Terawan is also under fire for his "anti-science" and "arrogant" attitude in leading the COVID-19 crisis in Indonesia. He has the reputation to be bad in responding critics and input from the public. One of the cases is when he challenged a study done by Harvard University. Marc Lipsitch, epidemiologist from Harvard University, and three of his colleagues conducted research to determine locations around the world that could have undetected cases of the virus imported from abroad. Terawan comments on the study, "In my opinion, the suspicion is too far-fetched. Let Harvard to come here. The door is open for them to see. There is nothing we keep secret."

On 4 October 2020, a coalition of civil societies groups which consists of academics and social organizations calls for Terawan resignation for his alleged incompetence of COVID-19 handling. The group started a petition urging the president to fire the minister.

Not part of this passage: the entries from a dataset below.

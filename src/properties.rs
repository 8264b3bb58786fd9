//! Neo4j config file patching
//!
//! The server's `neo4j.conf` / `neo4j-server.properties` is edited in place by
//! text substitution so that comments and layout survive. Shipped files keep
//! most keys commented out (`#key=...` or `# key=...`); setting a key first
//! uncomments it, then rewrites its value.

use std::collections::BTreeMap;
use std::path::Path;

use regex::{NoExpand, Regex};
use tracing::{debug, warn};

use crate::error::{Error, Result};

/// Set `name` to `value` in the config file at `path`.
///
/// Returns `false` when the file has no line for `name`; nothing is inserted
/// in that case.
pub fn set_property(path: &Path, name: &str, value: &str) -> Result<bool> {
    let contents = std::fs::read_to_string(path)
        .map_err(|e| Error::io(format!("Failed to read config {}", path.display()), e))?;

    let (patched, found) = patch_property(&contents, name, value)?;
    if !found {
        warn!("{} has no entry for {}, leaving it unset", path.display(), name);
    }

    std::fs::write(path, patched)
        .map_err(|e| Error::io(format!("Failed to write config {}", path.display()), e))?;

    debug!("Set {}={} in {}", name, value, path.display());
    Ok(found)
}

/// Apply the uncomment-then-replace substitution to `contents`.
///
/// Only the first occurrence of each form is touched.
pub fn patch_property(contents: &str, name: &str, value: &str) -> Result<(String, bool)> {
    let uncommented = contents
        .replacen(&format!("#{}", name), name, 1)
        .replacen(&format!("# {}", name), name, 1);

    let pattern = Regex::new(&format!("{}=.*", regex::escape(name)))
        .map_err(|e| Error::Config(format!("Bad property name {}: {}", name, e)))?;

    if !pattern.is_match(&uncommented) {
        return Ok((uncommented, false));
    }

    let line = format!("{}={}", name, value);
    let patched = pattern.replacen(&uncommented, 1, NoExpand(&line)).into_owned();
    Ok((patched, true))
}

/// Active `key=value` entries of the config file at `path`.
///
/// Comments and blank lines are skipped; a repeated key keeps its last value,
/// as the server itself does.
pub fn read_properties(path: &Path) -> Result<BTreeMap<String, String>> {
    let contents = std::fs::read_to_string(path)
        .map_err(|e| Error::io(format!("Failed to read config {}", path.display()), e))?;

    Ok(parse_properties(&contents))
}

pub fn parse_properties(contents: &str) -> BTreeMap<String, String> {
    contents
        .lines()
        .map(str::trim)
        .filter(|line| !line.is_empty() && !line.starts_with('#'))
        .filter_map(|line| line.split_once('='))
        .map(|(key, value)| (key.trim().to_string(), value.trim().to_string()))
        .collect()
}
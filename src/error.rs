//! Error types for neotestdb
//!
//! Every fallible library operation returns [`Result`]. The CLI wraps these
//! in `anyhow` for reporting.

use std::path::PathBuf;
use std::time::Duration;

use thiserror::Error;

use crate::instance::InstanceState;

/// Errors that can occur while configuring or driving a server instance
#[derive(Debug, Error)]
pub enum Error {
    /// No HTTP port was supplied at construction
    #[error("port is required")]
    PortRequired,

    /// Filesystem errors, with the path or action that failed
    #[error("{context}: {source}")]
    Io {
        context: String,
        #[source]
        source: std::io::Error,
    },

    /// The server binary could not be launched
    #[error("failed to spawn {binary}: {source}")]
    Spawn {
        binary: PathBuf,
        #[source]
        source: std::io::Error,
    },

    /// The server wrote to stderr or logged an ERROR line
    #[error("server reported an error: {0}")]
    ServerOutput(String),

    /// Output closed before the expected marker was seen
    #[error("server exited before {0} completed")]
    Exited(&'static str),

    /// The ready or shutdown marker did not appear in time
    #[error("{operation} timed out after {after:?}")]
    Timeout {
        operation: &'static str,
        after: Duration,
    },

    /// Operation not allowed in the current lifecycle state
    #[error("cannot {operation} while instance is {state}")]
    InvalidState {
        operation: &'static str,
        state: InstanceState,
    },

    /// Refused to delete a path outside the install root
    #[error("refusing to delete {0}: outside the install root")]
    UnsafePath(PathBuf),

    /// Invalid or unreadable harness options
    #[error("configuration error: {0}")]
    Config(String),
}

pub type Result<T> = std::result::Result<T, Error>;

impl Error {
    pub(crate) fn io(context: impl Into<String>, source: std::io::Error) -> Self {
        Error::Io {
            context: context.into(),
            source,
        }
    }
}
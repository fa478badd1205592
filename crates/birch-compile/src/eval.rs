//! Tree-walking evaluation of lowered code.

use std::cell::RefCell;
use std::rc::Rc;

use rustc_hash::FxHashMap;

use crate::RuntimeError;
use crate::builtins::Builtin;
use crate::dict::Dict;
use crate::ir::{
    BinaryOp, Body, BoolOp, ComprehensionKind, Constant, Entry, Expr, ExprData, Generator, Stmt,
    Subscript, Target,
};
use crate::ops;
use crate::value::{MAX_SEQUENCE, Range, Value, too_long};

/// Global variables of a running module.
#[derive(Debug, Clone, Default)]
pub struct Namespace {
    names: FxHashMap<Box<str>, Value>,
}

impl Namespace {
    pub fn new() -> Self {
        Self::default()
    }

    pub fn get(&self, name: &str) -> Option<&Value> {
        self.names.get(name)
    }

    pub fn insert(&mut self, name: &str, value: Value) {
        self.names.insert(name.into(), value);
    }

    pub fn remove(&mut self, name: &str) -> Option<Value> {
        self.names.remove(name)
    }

    pub fn len(&self) -> usize {
        self.names.len()
    }

    pub fn is_empty(&self) -> bool {
        self.names.is_empty()
    }
}

/// The artifact of [`crate::Interpreter`].
#[derive(Debug, Clone, PartialEq)]
pub struct Code {
    body: Body,
}

impl Code {
    pub(crate) fn new(body: Body) -> Self {
        Self { body }
    }

    pub fn body(&self) -> &Body {
        &self.body
    }

    pub fn is_expression(&self) -> bool {
        matches!(self.body.entry, Entry::Expression(_))
    }

    /// Evaluates in a fresh namespace.
    pub fn eval(&self) -> Result<Value, RuntimeError> {
        self.eval_with(&mut Namespace::new())
    }

    /// The value of an expression, or `None` after running a module.
    pub fn eval_with(&self, namespace: &mut Namespace) -> Result<Value, RuntimeError> {
        let mut evaluator = Evaluator { body: &self.body, namespace, scopes: Vec::new() };
        let result = match &self.body.entry {
            Entry::Expression(expr) => evaluator.expr(*expr),
            Entry::Module(stmts) => evaluator.block(stmts).map(|_| Value::None),
        };
        if let Err(error) = &result {
            log::debug!("evaluation failed: {error}");
        }
        result
    }

    pub fn exec(&self, namespace: &mut Namespace) -> Result<(), RuntimeError> {
        self.eval_with(namespace).map(drop)
    }
}

enum Flow {
    Next,
    Break,
    Continue,
}

/// A subscript after its bounds have been evaluated.
enum Key {
    Index(Value),
    Slice(Option<i64>, Option<i64>, Option<i64>),
}

struct Evaluator<'a> {
    body: &'a Body,
    namespace: &'a mut Namespace,
    /// Comprehension variables, innermost last.
    scopes: Vec<FxHashMap<Box<str>, Value>>,
}
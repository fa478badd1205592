//! Concrete syntax tree: symbol codes, immutable nodes and the event-driven builder.

mod builder;
mod node;
mod symbol;
mod symbol_set;

/// Incremental builder for constructing a [`Node`] tree.
pub use builder::Builder;
/// Tree nodes and traversal.
pub use node::{Node, Position, Preorder, WalkEvent};
/// Token and production codes.
pub use symbol::{NT_OFFSET, Symbol};
/// Compact set for grouping `Symbol` values.
pub use symbol_set::SymbolSet;
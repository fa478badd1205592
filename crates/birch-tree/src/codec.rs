//! Conversion between trees and flat values.

use birch_grammar::{Config, TreeKind, ValidationError, Violation};
use birch_syntax::{Node, Position, Symbol, WalkEvent};

use crate::{FlatValue, Tree};

/// Why a flat value could not even be read as a tree.
#[derive(Debug, Clone, PartialEq, Eq, thiserror::Error)]
pub enum Malformed {
    #[error("expected a record")]
    NotARecord,
    #[error("record has no symbol")]
    EmptyRecord,
    #[error("record does not start with an integer symbol")]
    SymbolNotInt,
    #[error("{0} is not a symbol code")]
    UnknownSymbol(i64),
    #[error("terminal record has {0} fields, expected 2 or 4")]
    TerminalArity(usize),
    #[error("terminal text is not a string")]
    TextNotString,
    #[error("invalid position fields")]
    Position,
}

#[derive(Debug, Clone, PartialEq, Eq, thiserror::Error)]
pub enum DecodeError {
    #[error("malformed tree: {0}")]
    MalformedInput(#[from] Malformed),
    #[error("invalid tree: {0}")]
    GrammarViolation(#[from] Violation),
    #[error("tree is nested deeper than {limit} levels")]
    ResourceExhausted { limit: usize },
}

impl DecodeError {
    /// Malformed shapes and grammar violations both mean "not a tree"; running
    /// out of depth budget does not.
    pub fn is_invalid_tree(&self) -> bool {
        !matches!(self, DecodeError::ResourceExhausted { .. })
    }
}

impl From<ValidationError> for DecodeError {
    fn from(error: ValidationError) -> Self {
        match error {
            ValidationError::Violation(violation) => DecodeError::GrammarViolation(violation),
            ValidationError::TooDeep { limit } => DecodeError::ResourceExhausted { limit },
        }
    }
}

/// Flattens `tree`. Terminals carry their line and column when
/// `include_position` is set and they have a position.
pub fn encode(tree: &Tree, include_position: bool) -> FlatValue {
    let mut stack: Vec<Vec<FlatValue>> = Vec::new();

    for event in tree.root().preorder() {
        let finished = match event {
            WalkEvent::Enter(node) if node.is_terminal() => terminal_record(node, include_position),
            WalkEvent::Enter(node) => {
                let mut fields = Vec::with_capacity(node.children().len() + 1);
                fields.push(symbol_field(node.symbol()));
                stack.push(fields);
                continue;
            }
            WalkEvent::Leave(node) if node.is_terminal() => continue,
            WalkEvent::Leave(_) => match stack.pop() {
                Some(fields) => FlatValue::Record(fields),
                None => break,
            },
        };

        match stack.last_mut() {
            Some(parent) => parent.push(finished),
            None => return finished,
        }
    }

    FlatValue::Record(Vec::new())
}

fn symbol_field(symbol: Symbol) -> FlatValue {
    FlatValue::Int(i64::from(symbol.raw()))
}

fn terminal_record(node: &Node, include_position: bool) -> FlatValue {
    let text = FlatValue::from(node.text().unwrap_or_default());
    match node.position().filter(|_| include_position) {
        Some(Position { line, column }) => FlatValue::Record(vec![
            symbol_field(node.symbol()),
            text,
            FlatValue::Int(i64::from(line)),
            FlatValue::Int(i64::from(column)),
        ]),
        None => FlatValue::Record(vec![symbol_field(node.symbol()), text]),
    }
}

pub fn decode(value: &FlatValue, kind: TreeKind) -> Result<Tree, DecodeError> {
    decode_with_config(value, kind, &Config::default())
}

/// Rebuilds a tree from an untrusted flat value.
///
/// The value is first read into nodes with an explicit work stack, failing with
/// [`DecodeError::ResourceExhausted`] as soon as it nests deeper than
/// `config.max_depth`; the result is then checked against the grammar.
pub fn decode_with_config(
    value: &FlatValue,
    kind: TreeKind,
    config: &Config,
) -> Result<Tree, DecodeError> {
    logged(
        read_tree(value, config.max_depth)
            .and_then(|root| Tree::new(root, kind, config).map_err(DecodeError::from)),
    )
}

/// Like [`decode`], taking the kind from the root symbol.
pub fn decode_any(value: &FlatValue) -> Result<Tree, DecodeError> {
    decode_any_with_config(value, &Config::default())
}

pub fn decode_any_with_config(value: &FlatValue, config: &Config) -> Result<Tree, DecodeError> {
    logged(read_tree(value, config.max_depth).and_then(|root| {
        let found = root.symbol();
        let kind = TreeKind::from_start_symbol(found).ok_or(Violation::NotAStartSymbol { found })?;
        Ok(Tree::new(root, kind, config)?)
    }))
}

fn logged(result: Result<Tree, DecodeError>) -> Result<Tree, DecodeError> {
    if let Err(error) = &result {
        log::debug!("rejected flat tree: {error}");
    }
    result
}

struct Frame<'a> {
    symbol: Symbol,
    fields: std::slice::Iter<'a, FlatValue>,
    children: Vec<Node>,
}

fn read_tree(value: &FlatValue, max_depth: usize) -> Result<Node, DecodeError> {
    let mut stack: Vec<Frame<'_>> = Vec::new();
    let mut pending = value;

    loop {
        if stack.len() >= max_depth {
            return Err(DecodeError::ResourceExhausted { limit: max_depth });
        }

        let (symbol, fields) = record_head(pending)?;
        let mut completed = if symbol.is_terminal() {
            Some(read_terminal(symbol, fields)?)
        } else {
            let children = Vec::with_capacity(fields.len());
            stack.push(Frame { symbol, fields: fields.iter(), children });
            None
        };

        loop {
            let Some(frame) = stack.last_mut() else {
                return completed.ok_or(DecodeError::MalformedInput(Malformed::EmptyRecord));
            };
            if let Some(node) = completed.take() {
                frame.children.push(node);
            }

            if let Some(child) = frame.fields.next() {
                pending = child;
                break;
            }

            let Frame { symbol, children, .. } = stack.pop().ok_or(Malformed::EmptyRecord)?;
            completed = Some(Node::non_terminal(symbol, children));
        }
    }
}

fn record_head(value: &FlatValue) -> Result<(Symbol, &[FlatValue]), DecodeError> {
    let items = value.as_record().ok_or(Malformed::NotARecord)?;
    let (head, fields) = items.split_first().ok_or(Malformed::EmptyRecord)?;
    let code = head.as_int().ok_or(Malformed::SymbolNotInt)?;
    let symbol = u16::try_from(code)
        .ok()
        .and_then(Symbol::from_raw)
        .ok_or(Malformed::UnknownSymbol(code))?;
    Ok((symbol, fields))
}

fn read_terminal(symbol: Symbol, fields: &[FlatValue]) -> Result<Node, Malformed> {
    let (text, position) = match fields {
        [text] => (text, None),
        [text, line, column] => (text, Some(read_position(line, column)?)),
        _ => return Err(Malformed::TerminalArity(fields.len() + 1)),
    };
    let text = text.as_str().ok_or(Malformed::TextNotString)?;
    Ok(Node::terminal(symbol, text, position))
}

fn read_position(line: &FlatValue, column: &FlatValue) -> Result<Position, Malformed> {
    let line = line.as_int().and_then(|line| u32::try_from(line).ok()).filter(|&line| line >= 1);
    let column = column
        .as_int()
        .and_then(|column| i32::try_from(column).ok())
        .filter(|&column| column >= Position::SYNTHETIC);

    match (line, column) {
        (Some(line), Some(column)) => Ok(Position::new(line, column)),
        _ => Err(Malformed::Position),
    }
}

A controversial interview done by Najwa Shihab attracted national attention to the whereabouts of Minister Terawan during pandemic. The empty chair interview was the first to be performed in Indonesia. Even though there are reports about the interview, Shihab deemed her action as still a form of journalism.

On 22 December 2020, it was announced that Terawan was being replaced as Health Minister by Budi Gunadi Sadikin.

==Controversy==
Prior to his appointment as minister, Terawan was known for his “brain-cleaning” treatment or intra-arterial cerebral flushing, a combination of digital subtraction angiography (DSA) and heparin injection for stroke patients. He claimed his method was effective as a treatment for stroke patients; however, since the first instance of this procedure being done was before any scientific study supporting the procedure being published, The Court of Medical Honour and Ethic (MKEK) of Indonesian Medical Association (IDI) deemed the practice unethical and issued a recommendation to suspend him for a year over a violation of three articles of the Indonesian Doctors Ethics Code.

In October 2019, Terawan was named as one of the candidates to be the next Minister of Health. IDI then wrote to Jokowi, suggesting that he should not be appointed as minister. However, Jokowi said that Terawan had met all criteria required to be a minister of health, and referred to his previous experience in managing budgets and human resources, including during his service as the Gatot Soebroto Army Hospital (RSPAD) director.

On 25 March 2022, the 31st General Assembly of IDI confirmed the MKEK recommendation and stripped Terawan of his membership. Without it, he will not be able to renew his medical license, which effectively bars him from practicing medicine in Indonesia.